The second battle is to provide stories to journalists who are interested in writing about Israel. So, for example, we met a producer at one of the news channels who said, “I want stories about Israeli startups. Please feed me with stories.” Our job then is to seek out such stories – be in touch with relevant authorities and hubs in Israel – and build up story pitches.

The third battle, which is the most interesting, is to reach those journalists who don’t even think about writing about Israel, and introduce Israel to them. Recently, for example, we sent a journalist to Israel to cover a conference on accessibility – especially how to make tourism more accessible for people with disabilities. This is a writer to whom it would never have occurred to write a story about Israel. But she came back from that conference very enthusiastic, and it was a huge success. It’s very gratifying to find someone like that and put Israel on their radar in such a positive context.

I should add that we place a special emphasis on Jewish media, because the most important asset this building is charged with safeguarding is the relationship between Israel and American Jews. I very often meet people who adore Israel but their conception of Israel is kind of what Israel was like in the 1980s. Israel is a very dynamic place – it’s constantly changing – and it’s important for me to make sure people see Israel as it is today.

Why is this important?

Because we’re one nation, we’re one people. At the end of the day, on the face of the planet, we only have each other. And just like you keep in touch with your brother who lives in another city and you want him to know what’s happening in your life and you don’t want his perception of your life to be stuck like when you were in college, it’s important for the different components of the Jewish nation to know what the others are going through. It’s not because you want their “support.” It’s because that’s what it means to be one people.

Those who dislike Israel sometimes call it racist. When you speak to such people, do you find your skin color helpful in combating this argument?

There’s a spectrum of anti-Israel attitudes. On the light side you have ignorance, and in that case perhaps it helps. But further along the spectrum, there is entrenched hostility to Israel, and then nothing helps because they don’t really care. It’s not about knowledge or understanding. It’s an emotional issue. It’s a feeling of commitment to a struggle against Israel. And you can really see it physically when you speak to these people, how much their whole being is fired up with attacking Israel.

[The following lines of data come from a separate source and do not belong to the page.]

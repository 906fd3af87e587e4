use crate::document::DocumentError;

/// # Errors
///
/// Returns [`DocumentError::Extraction`] if the PDF cannot be parsed.
pub fn extract_pdf(bytes: &[u8]) -> Result<String, DocumentError> {
    pdf_extract::extract_text_from_mem(bytes).map_err(|e| DocumentError::Extraction {
        format: "pdf",
        reason: e.to_string(),
    })
}
mod env;
mod types;


pub use types::*;

use std::collections::HashSet;
use std::path::{Path, PathBuf};

use weft_memory::VectorStoreError;

#[derive(Debug, thiserror::Error)]
pub enum ConfigError {
    #[error("failed to read config file {path}: {source}")]
    Read {
        path: PathBuf,
        source: std::io::Error,
    },

    #[error("failed to parse config file: {0}")]
    Parse(#[from] toml::de::Error),

    #[error("embedding.chunk_overlap ({overlap}) must be smaller than embedding.chunk_size ({size})")]
    InvalidWindow { size: usize, overlap: usize },

    #[error(transparent)]
    VectorStore(#[from] VectorStoreError),

    #[error("duplicate assistant name `{0}`")]
    DuplicateAssistant(String),

    #[error("assistant `{assistant}` declares RAG binding `{binding}` twice")]
    DuplicateBinding { assistant: String, binding: String },

    #[error("assistant `{assistant}`: {reason}")]
    InvalidAssistant { assistant: String, reason: String },
}

impl Config {
    /// Load configuration from a TOML file with env var overrides.
    ///
    /// Falls back to defaults when the file does not exist.
    ///
    /// # Errors
    ///
    /// Returns an error if the file exists but cannot be read or parsed.
    pub fn load(path: &Path) -> Result<Self, ConfigError> {
        let mut config = if path.exists() {
            let content = std::fs::read_to_string(path).map_err(|source| ConfigError::Read {
                path: path.to_owned(),
                source,
            })?;
            Self::parse(&content)?
        } else {
            tracing::debug!(path = %path.display(), "config file not found, using defaults");
            Self::default()
        };

        config.apply_env_overrides();
        Ok(config)
    }

    /// Parse TOML without applying env overrides.
    ///
    /// # Errors
    ///
    /// Returns [`ConfigError::Parse`] on malformed input.
    pub fn parse(content: &str) -> Result<Self, ConfigError> {
        Ok(toml::from_str(content)?)
    }

    /// Reject settings that cannot work, before anything is built.
    ///
    /// # Errors
    ///
    /// Returns the first problem found.
    pub fn validate(&self) -> Result<(), ConfigError> {
        let embedding = &self.embedding;
        if embedding.chunk_size == 0 || embedding.chunk_overlap >= embedding.chunk_size {
            return Err(ConfigError::InvalidWindow {
                size: embedding.chunk_size,
                overlap: embedding.chunk_overlap,
            });
        }
        self.vector_store.validate()?;

        let mut names = HashSet::new();
        for assistant in &self.assistants {
            if assistant.name.trim().is_empty() {
                return Err(ConfigError::InvalidAssistant {
                    assistant: assistant.name.clone(),
                    reason: "name must not be empty".into(),
                });
            }
            if !names.insert(assistant.name.as_str()) {
                return Err(ConfigError::DuplicateAssistant(assistant.name.clone()));
            }
            assistant
                .to_spec(&self.assistant)
                .generate_options()
                .map_err(|e| ConfigError::InvalidAssistant {
                    assistant: assistant.name.clone(),
                    reason: e.to_string(),
                })?;

            let mut bindings = HashSet::new();
            for binding in &assistant.rag {
                if !bindings.insert(binding.name.as_str()) {
                    return Err(ConfigError::DuplicateBinding {
                        assistant: assistant.name.clone(),
                        binding: binding.name.clone(),
                    });
                }
                if !binding.weight.is_finite() || binding.weight < 0.0 {
                    return Err(ConfigError::InvalidAssistant {
                        assistant: assistant.name.clone(),
                        reason: format!(
                            "RAG binding `{}` has invalid weight {}",
                            binding.name, binding.weight
                        ),
                    });
                }
            }
        }
        Ok(())
    }
}
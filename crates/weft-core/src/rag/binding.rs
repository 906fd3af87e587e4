use std::sync::Arc;

use super::{RagBackend, RagError};

/// An assistant's link to one retrieval backend.
#[derive(Clone)]
pub struct RagBinding {
    pub backend: Arc<dyn RagBackend>,
    pub name: String,
    pub weight: f32,
    pub enabled: bool,
}

impl std::fmt::Debug for RagBinding {
    fn fmt(&self, f: &mut std::fmt::Formatter<'_>) -> std::fmt::Result {
        f.debug_struct("RagBinding")
            .field("name", &self.name)
            .field("weight", &self.weight)
            .field("enabled", &self.enabled)
            .finish_non_exhaustive()
    }
}

impl RagBinding {
    /// # Errors
    ///
    /// Returns [`RagError::InvalidWeight`] for a negative or non-finite weight.
    pub fn new(
        backend: Arc<dyn RagBackend>,
        name: impl Into<String>,
        weight: f32,
        enabled: bool,
    ) -> Result<Self, RagError> {
        let name = name.into();
        if !weight.is_finite() || weight < 0.0 {
            return Err(RagError::InvalidWeight { name, weight });
        }
        Ok(Self {
            backend,
            name,
            weight,
            enabled,
        })
    }

    /// Header line that introduces this binding's context in the merged prompt.
    #[must_use]
    pub fn header(&self) -> String {
        format!("=== From {} (weight: {:?}) ===", self.name, self.weight)
    }
}
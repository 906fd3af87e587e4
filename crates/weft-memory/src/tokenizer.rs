//! Text tokenization with byte spans into the source text.
//!
//! Tokens never own text. A contiguous run of tokens decodes to the exact
//! substring it was produced from, which keeps chunk boundaries faithful to
//! the original document.

use std::sync::LazyLock;

use regex::Regex;

/// Byte span `[start, end)` of one token in the encoded text.
#[derive(Debug, Clone, Copy, PartialEq, Eq)]
pub struct Token {
    pub start: usize,
    pub end: usize,
}

pub trait Tokenizer: Send + Sync {
    fn encode(&self, text: &str) -> Vec<Token>;

    /// Reconstruct the text covered by a contiguous token slice.
    fn decode<'t>(&self, text: &'t str, tokens: &[Token]) -> &'t str {
        match (tokens.first(), tokens.last()) {
            (Some(first), Some(last)) => &text[first.start..last.end],
            _ => "",
        }
    }

    fn count(&self, text: &str) -> usize {
        self.encode(text).len()
    }
}

static WORD_PIECE: LazyLock<Regex> =
    LazyLock::new(|| Regex::new(r"(?:\w+|[^\w\s])\s*").unwrap());

/// Splits on word runs and single punctuation marks; each token keeps its trailing whitespace.
#[derive(Debug, Clone, Copy, Default)]
pub struct WordPieceTokenizer;

impl Tokenizer for WordPieceTokenizer {
    fn encode(&self, text: &str) -> Vec<Token> {
        WORD_PIECE
            .find_iter(text)
            .map(|m| Token {
                start: m.start(),
                end: m.end(),
            })
            .collect()
    }
}

#[cfg(feature = "hf-tokenizer")]
pub use hf::HfTokenizer;

#[cfg(feature = "hf-tokenizer")]
mod hf {
    use super::{Token, Tokenizer};
    use crate::error::EmbeddingError;

    /// Wraps a `tokenizer.json` from the Hugging Face hub.
    pub struct HfTokenizer {
        inner: tokenizers::Tokenizer,
    }

    impl HfTokenizer {
        /// # Errors
        ///
        /// Returns an error if the tokenizer file cannot be loaded.
        pub fn from_file(path: impl AsRef<std::path::Path>) -> Result<Self, EmbeddingError> {
            let inner = tokenizers::Tokenizer::from_file(path)
                .map_err(|e| EmbeddingError::Tokenizer(e.to_string()))?;
            Ok(Self { inner })
        }
    }

    impl std::fmt::Debug for HfTokenizer {
        fn fmt(&self, f: &mut std::fmt::Formatter<'_>) -> std::fmt::Result {
            f.debug_struct("HfTokenizer").finish_non_exhaustive()
        }
    }

    impl Tokenizer for HfTokenizer {
        fn encode(&self, text: &str) -> Vec<Token> {
            let Ok(encoding) = self.inner.encode(text, false) else {
                tracing::warn!("hf tokenizer failed, falling back to word pieces");
                return super::WordPieceTokenizer.encode(text);
            };
            let offsets = encoding.get_offsets();
            let mut tokens: Vec<Token> = Vec::with_capacity(offsets.len());
            for (i, &(start, _)) in offsets.iter().enumerate() {
                // Extend each token to the next token's start so spans tile the text.
                let end = offsets.get(i + 1).map_or(text.len(), |&(next, _)| next);
                if end > start {
                    tokens.push(Token { start, end });
                }
            }
            tokens
        }
    }
}

#[cfg(test)]
mod tests {
    use super::*;

    #[test]
    fn encode_words_and_punctuation() {
        let text = "Hello, world! 42";
        let tokens = WordPieceTokenizer.encode(text);
        let pieces: Vec<&str> = tokens.iter().map(|t| &text[t.start..t.end]).collect();
        assert_eq!(pieces, vec!["Hello", ", ", "world", "! ", "42"]);
    }

    #[test]
    fn decode_contiguous_range_is_exact_substring() {
        let text = "The quick  brown\nfox jumps.";
        let tokens = WordPieceTokenizer.encode(text);
        assert_eq!(WordPieceTokenizer.decode(text, &tokens[1..3]), "quick  brown\n");
        assert_eq!(WordPieceTokenizer.decode(text, &tokens), text);
    }

    #[test]
    fn unicode_words_are_single_tokens() {
        let text = "çalışma günü";
        assert_eq!(WordPieceTokenizer.count(text), 2);
    }

    #[test]
    fn empty_and_whitespace_only() {
        assert!(WordPieceTokenizer.encode("").is_empty());
        assert!(WordPieceTokenizer.encode("   \n").is_empty());
        assert_eq!(WordPieceTokenizer.decode("abc", &[]), "");
    }
}
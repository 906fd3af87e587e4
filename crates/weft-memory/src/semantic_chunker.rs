use crate::embedding::{EmbeddingService, calculate_similarity};
use crate::error::EmbeddingError;

/// Groups sentences into chunks, breaking where neighbouring sentence embeddings drift apart.
#[derive(Debug, Clone, Copy, PartialEq)]
pub struct SemanticChunker {
    /// Distances above this percentile of all neighbour distances start a new chunk.
    pub breakpoint_percentile: f32,
    /// Sentences shorter than this many characters are merged into the following one.
    pub min_chunk_chars: usize,
}

impl Default for SemanticChunker {
    fn default() -> Self {
        Self {
            breakpoint_percentile: 85.0,
            min_chunk_chars: 100,
        }
    }
}

impl SemanticChunker {
    /// Split `text` into semantically coherent chunks. All sentences are embedded in one call.
    ///
    /// # Errors
    ///
    /// Returns an error if the embedding call fails.
    pub async fn split(
        &self,
        embeddings: &EmbeddingService,
        text: &str,
    ) -> Result<Vec<String>, EmbeddingError> {
        let sentences = merge_short(split_sentences(text), self.min_chunk_chars);
        if sentences.len() <= 1 {
            return Ok(sentences);
        }

        let vectors = embeddings.get_embeddings(&sentences).await?;
        let mut distances = Vec::with_capacity(vectors.len().saturating_sub(1));
        for pair in vectors.windows(2) {
            let distance = match calculate_similarity(&pair[0], &pair[1]) {
                Ok(similarity) => 1.0 - similarity,
                Err(EmbeddingError::ZeroVector) => 1.0,
                Err(e) => return Err(e),
            };
            distances.push(distance);
        }
        let threshold = percentile(&distances, self.breakpoint_percentile);

        let mut chunks = Vec::new();
        let mut current: Vec<&str> = Vec::new();
        for (i, sentence) in sentences.iter().enumerate() {
            current.push(sentence);
            if distances.get(i).is_some_and(|&d| d > threshold) {
                chunks.push(current.join(" "));
                current.clear();
            }
        }
        if !current.is_empty() {
            chunks.push(current.join(" "));
        }
        Ok(chunks)
    }
}

fn split_sentences(text: &str) -> Vec<String> {
    let mut sentences = Vec::new();
    let mut start = 0;
    let mut chars = text.char_indices().peekable();
    while let Some((i, c)) = chars.next() {
        let boundary = match c {
            '\n' => true,
            '.' | '!' | '?' => chars.peek().is_none_or(|&(_, next)| next.is_whitespace()),
            _ => false,
        };
        if boundary {
            let end = i + c.len_utf8();
            push_trimmed(&mut sentences, &text[start..end]);
            start = end;
        }
    }
    push_trimmed(&mut sentences, &text[start..]);
    sentences
}

fn push_trimmed(out: &mut Vec<String>, piece: &str) {
    let piece = piece.trim();
    if !piece.is_empty() {
        out.push(piece.to_owned());
    }
}

fn merge_short(sentences: Vec<String>, min_chars: usize) -> Vec<String> {
    let mut merged: Vec<String> = Vec::with_capacity(sentences.len());
    let mut pending = String::new();
    for sentence in sentences {
        if !pending.is_empty() {
            pending.push(' ');
        }
        pending.push_str(&sentence);
        if pending.chars().count() >= min_chars {
            merged.push(std::mem::take(&mut pending));
        }
    }
    if !pending.is_empty() {
        match merged.last_mut() {
            Some(last) => {
                last.push(' ');
                last.push_str(&pending);
            }
            None => merged.push(pending),
        }
    }
    merged
}

/// Linearly interpolated percentile, `p` in `0..=100`.
fn percentile(values: &[f32], p: f32) -> f32 {
    if values.is_empty() {
        return 0.0;
    }
    let mut sorted = values.to_vec();
    sorted.sort_by(f32::total_cmp);
    #[allow(clippy::cast_precision_loss)]
    let rank = (p.clamp(0.0, 100.0) / 100.0) * (sorted.len() - 1) as f32;
    #[allow(clippy::cast_possible_truncation, clippy::cast_sign_loss)]
    let lower = rank.floor() as usize;
    let upper = (lower + 1).min(sorted.len() - 1);
    #[allow(clippy::cast_precision_loss)]
    let frac = rank - lower as f32;
    sorted[lower] + (sorted[upper] - sorted[lower]) * frac
}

So I don’t bother arguing with them, because a) they don’t deserve it and b) it’s completely pointless. We really should focus our efforts on those who don’t have that level of hatred. I often hear people say, “Show them the facts!” They don’t care about the facts. They operate in a cultural sphere in which facts are of no importance. It’s part of a certain brand of post-modern mode of thought that says that everything is subjective and relative, and facts are just not important.

What’s Israel’s opinion of Donald Trump?

It’s important to understand that Israel has a relationship with the United States that exceeds the relationship with the president of the United States. So it sounds like a talking point but it’s actually true: Whoever the American people elect, Israel will be happy to work with because they will be elected by the American people.

What’s very important, though, is that the political relationship between Israel and the United States remain bipartisan. There are people in America – on both sides of the political spectrum – who are trying to undermine the bipartisan nature of this relationship for their own political reasons. These people don’t have Israel’s best interests in mind.

Several media outlets have reported that Bernie Sanders’s supporters hope to amend the Democratic Party’s platform so that it is less pro-Israel or even anti-Israel. Is Israel concerned?

I’m not going to comment on anything a particular politician is doing, but in general the attempt to make Israel a divisive issue is exactly what I was talking about before. Israel shouldn’t be a divisive issue.

I also think that recognition of Jerusalem as Israel’s capital is not an Israel thing. It’s a Jewish thing. When someone wants to remove reference to Jerusalem as the capital of Israel, they are trying to erase one of the most fundamental features of the Jewish heritage. You want to criticize Israel, go ahead. But if you erase reference to Jerusalem as our capital you’re insulting every Jew who has ever lived.

Syria is currently a mess. What are Israel’s hopes for the conclusion of that conflict?

Israel’s policy on Syria is that we don’t care who rules them, how they are ruled, what sort of government they have, etc. It’s none of our business. We just want to be left alone.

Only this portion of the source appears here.